Schneider: »Das ist mein Eigentum!«

Heller: »In der Kritik steht, ich bin ›der schlechteste Künstler der Welt‹! Und das Wichtige ist daran, das muss ich auch sagen, das habe ich am Weg erfahren: Sie sind Ausbildner an einer Journalistenschule, nicht?«

Schneider (damals Leiter der Henri Nannen-Schule für Journalismus): »Ja?«

Heller: »Und sie bringen dort den jungen Journalisten bei, offensichtlich, wie man mit Wahrheit und Wahrhaftigkeit umgeht. Aus 240 guten Kritiken sagen sie: ›Da ist mir keine drunter, die ich vorlese. Die schlechte hol’ ich mir.‹«

Heute würde André Heller wohl kaum mehr solch eine Einlage hinlegen, aber die Anekdote sagt doch einiges, nicht nur über sein Selbstverständnis, sondern auch seine zwischen Bewunderung und Feindseligkeit schwankende Wahrnehmung durch die Öffentlichkeit. Man erkennt Hellers dünne Haut hinter seinem auftrumpfenden Exterieur. Kritische Anerkennung war ihm von Anfang an lebenswichtig, darin reflektiert sich schließlich seine kreative Hingabe. Denn bei all dem Heller oft unterstellten Kalkül ist er ein gänzlich unzynisch Schaffender.

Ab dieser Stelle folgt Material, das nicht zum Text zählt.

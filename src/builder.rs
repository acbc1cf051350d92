use std::time::Duration;

use crate::{
    clock::{Clock, MonotonicClock},
    config::TrackerConfig,
    error::Result,
    tracker::Tracker,
};

pub struct TrackerBuilder<C: Clock = MonotonicClock> {
    config: TrackerConfig,
    clock: C,
}

impl TrackerBuilder {
    pub fn new() -> Self {
        Self {
            config: TrackerConfig::default(),
            clock: MonotonicClock,
        }
    }
}

impl Default for TrackerBuilder {
    fn default() -> Self {
        Self::new()
    }
}

impl<C: Clock> TrackerBuilder<C> {
    pub fn with_config(mut self, config: TrackerConfig) -> Self {
        self.config = config;
        self
    }
    pub fn with_retention_window(mut self, retention_window: Duration) -> Self {
        self.config.retention_window = retention_window;
        self
    }
    pub fn with_success_count_tolerance(mut self, tolerance: usize) -> Self {
        self.config.success_count_tolerance = tolerance;
        self
    }
    pub fn with_latency_tolerance(mut self, tolerance: Duration) -> Self {
        self.config.latency_tolerance = tolerance;
        self
    }
    /// Replaces the clock used to timestamp samples, e.g. with a [ManualClock](crate::ManualClock) in tests.
    pub fn with_clock<C2: Clock>(self, clock: C2) -> TrackerBuilder<C2> {
        TrackerBuilder {
            config: self.config,
            clock,
        }
    }
    pub fn build(self) -> Result<Tracker<C>> {
        self.config.validate()?;
        Ok(Tracker::with_clock(self.config, self.clock))
    }
}

#[cfg(test)]
mod tests {
    use std::time::Duration;

    use crate::{Error, ManualClock, Tracker};

    #[test]
    fn builder_overrides_defaults() {
        let tracker = Tracker::builder()
            .with_retention_window(Duration::from_secs(30))
            .with_success_count_tolerance(5)
            .with_latency_tolerance(Duration::from_millis(2))
            .with_clock(ManualClock::new())
            .build()
            .unwrap();
        let config = tracker.config();
        assert_eq!(config.retention_window, Duration::from_secs(30));
        assert_eq!(config.success_count_tolerance, 5);
        assert_eq!(config.latency_tolerance, Duration::from_millis(2));
    }

    #[test]
    fn builder_rejects_zero_retention_window() {
        let result = Tracker::builder()
            .with_retention_window(Duration::ZERO)
            .build();
        assert!(matches!(result, Err(Error::InvalidConfig(_))));
    }
}
use std::{collections::HashMap, time::Duration};

use log::{debug, trace};
use parking_lot::Mutex;

use self::{ranking::rank, series::Series};
use crate::{
    builder::TrackerBuilder,
    clock::{Clock, MonotonicClock},
    config::TrackerConfig,
    error::{Error, Result},
    peer::PeerKey,
};

pub mod ranking;
pub mod series;


/// The statistics of one peer over the retention window, as used for ranking.
#[derive(Clone, Debug, PartialEq, Eq)]
#[cfg_attr(feature = "serde", derive(serde::Serialize))]
pub struct PeerSummary {
    pub peer: PeerKey,
    /// Replies received within the retention window
    pub sample_count: usize,
    #[cfg_attr(
        feature = "serde",
        serde(with = "serde_with::As::<Option<serde_with::DurationMilliSecondsWithFrac<f64>>>")
    )]
    pub average_latency: Option<Duration>,
    #[cfg_attr(
        feature = "serde",
        serde(with = "serde_with::As::<Option<serde_with::DurationMilliSecondsWithFrac<f64>>>")
    )]
    pub min_latency: Option<Duration>,
    #[cfg_attr(
        feature = "serde",
        serde(with = "serde_with::As::<Option<serde_with::DurationMilliSecondsWithFrac<f64>>>")
    )]
    pub max_latency: Option<Duration>,
}

/// The [Tracker] records the round-trip times measured for each probed peer and ranks peers
/// from most to least reliably responsive.
///
/// Each peer gets a [Series] the first time it is [recorded](Tracker::record). Series only keep the
/// samples taken within the configured retention window, so a peer that stops answering gradually
/// loses samples and falls down the [ranking](Tracker::top_n), but it is never forgotten.
///
/// A single lock guards every series and the ranking order: recording and querying never interleave,
/// and a query never observes a series in the middle of an update. Share a tracker with [Arc](std::sync::Arc).
pub struct Tracker<C: Clock = MonotonicClock> {
    config: TrackerConfig,
    clock: C,
    registry: Mutex<Registry>,
}

#[derive(Default)]
struct Registry {
    series: HashMap<PeerKey, Series>,
    // every known peer, in the order of the last ranking
    order: Vec<PeerKey>,
}

impl Tracker {
    pub fn builder() -> TrackerBuilder {
        TrackerBuilder::new()
    }

    /// A tracker using the default configuration and the system's monotonic clock
    pub fn new() -> Self {
        Self::with_clock(TrackerConfig::default(), MonotonicClock)
    }
}

impl Default for Tracker {
    fn default() -> Self {
        Self::new()
    }
}

impl<C: Clock> Tracker<C> {
    /// Builds a tracker from a configuration that has already been [validated](TrackerConfig::validate).
    pub(crate) fn with_clock(config: TrackerConfig, clock: C) -> Self {
        Self {
            config,
            clock,
            registry: Mutex::new(Registry::default()),
        }
    }

    pub fn config(&self) -> &TrackerConfig {
        &self.config
    }

    /// Records a round-trip time measured for `peer`, registering the peer if it was never seen.
    pub fn record(&self, peer: impl Into<PeerKey>, latency: Duration) {
        let peer = peer.into();
        let mut registry = self.registry.lock();
        let now = self.clock.now();
        let Registry { series, order } = &mut *registry;

        series
            .entry(peer)
            .or_insert_with_key(|peer| {
                debug!("Tracking round-trip times of new peer {}", peer);
                order.push(peer.clone());
                Series::new(peer.clone(), self.config.retention_window)
            })
            .add(now, latency);
    }

    /// Returns the keys of the `n` best ranked peers, best first.
    ///
    /// Fewer keys are returned when fewer peers are known, and none when `n` is zero. The ranking is
    /// recomputed on every call: samples leaving the retention window can reorder peers even when
    /// nothing was recorded in between.
    pub fn top_n(&self, n: usize) -> Vec<PeerKey> {
        if n == 0 {
            return Vec::new();
        }
        self.ranked_summaries()
            .into_iter()
            .take(n)
            .map(|summary| summary.peer)
            .collect()
    }

    /// Summaries of every known peer, best first.
    pub fn ranking(&self) -> Vec<PeerSummary> {
        self.ranked_summaries()
    }

    fn ranked_summaries(&self) -> Vec<PeerSummary> {
        let mut registry = self.registry.lock();
        let now = self.clock.now();
        let Registry { series, order } = &mut *registry;

        let mut summaries: Vec<PeerSummary> = order
            .iter()
            .filter_map(|peer| {
                let series = series.get_mut(peer)?;
                series.evict_expired(now);
                Some(series.summary())
            })
            .collect();
        rank(&mut summaries, &self.config.tolerances());
        trace!("Ranked {} peers", summaries.len());

        order.clear();
        order.extend(summaries.iter().map(|summary| summary.peer.clone()));
        summaries
    }

    /// The current statistics of a single peer, or [None] if it was never recorded.
    pub fn summary(&self, peer: &str) -> Option<PeerSummary> {
        let mut registry = self.registry.lock();
        let now = self.clock.now();
        registry.series.get_mut(peer).map(|series| {
            series.evict_expired(now);
            series.summary()
        })
    }

    /// The average round-trip time of `peer` over the retention window.
    pub fn average_latency(&self, peer: &str) -> Result<Duration> {
        let summary = self
            .summary(peer)
            .ok_or_else(|| Error::UnknownPeer(PeerKey::from(peer)))?;
        summary
            .average_latency
            .ok_or(Error::EmptySeries(summary.peer))
    }

    pub fn contains(&self, peer: &str) -> bool {
        self.registry.lock().series.contains_key(peer)
    }

    /// Every known peer, in the order of the last ranking, then registration order.
    pub fn peers(&self) -> Vec<PeerKey> {
        self.registry.lock().order.clone()
    }

    pub fn len(&self) -> usize {
        self.registry.lock().series.len()
    }

    pub fn is_empty(&self) -> bool {
        self.len() == 0
    }
}
use std::time::Duration;

use crate::error::{Error, Result};

pub const DEFAULT_RETENTION_WINDOW: Duration = Duration::from_secs(2 * 60);
pub const DEFAULT_SUCCESS_COUNT_TOLERANCE: usize = 3;
pub const DEFAULT_LATENCY_TOLERANCE: Duration = Duration::from_millis(5);

/// Tunables of a single [Tracker](crate::Tracker).
///
/// With the `serde` feature enabled this can be deserialized, durations being expressed in milliseconds:
///
/// ```json
/// { "retention_window": 120000, "success_count_tolerance": 3, "latency_tolerance": 5 }
/// ```
#[cfg_attr(feature = "serde", derive(serde::Serialize, serde::Deserialize))]
#[cfg_attr(feature = "serde", serde(default))]
#[derive(Clone, Debug, PartialEq, Eq)]
pub struct TrackerConfig {
    /// How long a sample stays eligible for ranking
    #[cfg_attr(
        feature = "serde",
        serde(with = "serde_with::As::<serde_with::DurationMilliSeconds<u64>>")
    )]
    pub retention_window: Duration,
    /// Sample count gap from which a more reliable peer outranks a faster one
    pub success_count_tolerance: usize,
    /// Average latency gap below which a more reliable peer outranks a faster one
    #[cfg_attr(
        feature = "serde",
        serde(with = "serde_with::As::<serde_with::DurationMilliSeconds<u64>>")
    )]
    pub latency_tolerance: Duration,
}

impl Default for TrackerConfig {
    fn default() -> Self {
        Self {
            retention_window: DEFAULT_RETENTION_WINDOW,
            success_count_tolerance: DEFAULT_SUCCESS_COUNT_TOLERANCE,
            latency_tolerance: DEFAULT_LATENCY_TOLERANCE,
        }
    }
}

impl TrackerConfig {
    pub fn validate(&self) -> Result<()> {
        if self.retention_window.is_zero() {
            return Err(Error::invalid_config("retention window must be non-zero"));
        }
        Ok(())
    }

    pub(crate) fn tolerances(&self) -> Tolerances {
        Tolerances {
            success_count: self.success_count_tolerance,
            latency: self.latency_tolerance,
        }
    }
}

/// The two thresholds used by the [ranking comparator](crate::tracker::ranking::before).
#[derive(Clone, Copy, Debug, PartialEq, Eq)]
pub struct Tolerances {
    pub success_count: usize,
    pub latency: Duration,
}

impl Default for Tolerances {
    fn default() -> Self {
        TrackerConfig::default().tolerances()
    }
}
//! Ordering peers from most to least reliably responsive.
//!
//! Peers are compared on two axes: how many replies they answered within the retention window
//! (more is better) and their average latency over that window (lower is better). When one peer is
//! at least as good on both axes it dominates the other. When the axes disagree, the
//! [tolerances](Tolerances) decide whether the advantage on one axis is large enough to outweigh
//! the disadvantage on the other.
//!
//! This relation is **not transitive**: three peers can each rank ahead of the next one in a cycle.
//! [rank] therefore does not hand it to a general purpose sort, which may misbehave on inconsistent
//! comparators, but runs its own stable insertion sort that follows [compare] while guaranteeing that
//! a dominating peer always ends up ahead of the peers it dominates, and that peers with no sample
//! in the window always end up last.

use std::{cmp::Ordering, time::Duration};

use super::PeerSummary;
use crate::config::Tolerances;

/// The `(sample count, average latency)` pair of a peer that has at least one retained sample.
#[derive(Clone, Copy, Debug, PartialEq, Eq)]
pub struct Score {
    pub success_count: usize,
    pub average_latency: Duration,
}

impl Score {
    pub fn of(summary: &PeerSummary) -> Option<Self> {
        summary.average_latency.map(|average_latency| Score {
            success_count: summary.sample_count,
            average_latency,
        })
    }

    /// `self` is at least as good as `other` on both axes and strictly better on one
    pub fn dominates(&self, other: &Score) -> bool {
        self.success_count >= other.success_count
            && self.average_latency <= other.average_latency
            && self != other
    }
}

/// Returns true when `a` ranks ahead of, or equally with, `b`.
pub fn before(a: &Score, b: &Score, tolerances: &Tolerances) -> bool {
    let (a_count, b_count) = (a.success_count, b.success_count);
    let (a_latency, b_latency) = (a.average_latency, b.average_latency);

    if a_count >= b_count && a_latency <= b_latency {
        true
    } else if a_count <= b_count && a_latency >= b_latency {
        false
    } else if a_count <= b_count && a_latency <= b_latency {
        // a is faster but less reliable
        b_count - a_count < tolerances.success_count
    } else {
        // a is more reliable but slower
        a_latency - b_latency < tolerances.latency
    }
}

/// Orders two summaries best-first.
///
/// Peers without retained samples rank after every peer that has some. Otherwise, when [before]
/// holds in exactly one direction it decides. When it holds both ways, each peer's disadvantage
/// is within tolerance and the two are equal. When it holds in neither, each peer's advantage
/// is significant and the more reliable one ranks first.
pub fn compare(a: &PeerSummary, b: &PeerSummary, tolerances: &Tolerances) -> Ordering {
    match (Score::of(a), Score::of(b)) {
        (None, None) => Ordering::Equal,
        (None, Some(_)) => Ordering::Greater,
        (Some(_), None) => Ordering::Less,
        (Some(a), Some(b)) => match (before(&a, &b, tolerances), before(&b, &a, tolerances)) {
            (true, false) => Ordering::Less,
            (false, true) => Ordering::Greater,
            (true, true) => Ordering::Equal,
            (false, false) => b.success_count.cmp(&a.success_count),
        },
    }
}

/// `a` has to be placed ahead of `b` whatever the comparator says
fn must_precede(a: &PeerSummary, b: &PeerSummary) -> bool {
    match (Score::of(a), Score::of(b)) {
        (Some(_), None) => true,
        (Some(a), Some(b)) => a.dominates(&b),
        _ => false,
    }
}

/// Sorts `summaries` best-first, in place.
///
/// Each summary is inserted, in its current order, into the already ranked prefix: it moves towards
/// the front while [compare] puts it strictly ahead of its predecessor, but never past a peer that
/// must precede it, and always past a peer it must precede. Because "must precede" is a partial
/// order, both bounds are always compatible. Equal peers keep their relative order.
pub fn rank(summaries: &mut [PeerSummary], tolerances: &Tolerances) {
    for i in 1..summaries.len() {
        let (ranked, rest) = summaries.split_at(i);
        let candidate = &rest[0];

        let lower_bound = ranked
            .iter()
            .rposition(|r| must_precede(r, candidate))
            .map(|pos| pos + 1)
            .unwrap_or(0);
        let upper_bound = ranked
            .iter()
            .position(|r| must_precede(candidate, r))
            .unwrap_or(i);
        debug_assert!(lower_bound <= upper_bound);

        let mut position = i;
        while position > lower_bound
            && (position > upper_bound
                || compare(candidate, &ranked[position - 1], tolerances) == Ordering::Less)
        {
            position -= 1;
        }
        summaries[position..=i].rotate_right(1);
    }
}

Jenes Kalkül wiederum unterstellt man ihm nicht zuletzt, weil er nebenher eben nicht nur ein Künstler, sondern auch ein alter Medienprofi ist, der bei Bedarf spontan eine Talk-Show zu kapern versteht. Schließlich erreichte Heller seine erste Berühmtheit 1967 als äußerst meinungsstark moderierender DJ beim damals frisch gegründeten österreichischen Pop-Sender Ö3, der unter anderem Brian Jones, Frank Zappa und John & Yoko interviewte (erstere im Studio, letztere in ihrem Hotelbett). Ein Künstler wie Heller jedenfalls, der neben seiner Kunst auch das Handwerk des Kritikers beherrscht, ist letzterem naturgemäß suspekt.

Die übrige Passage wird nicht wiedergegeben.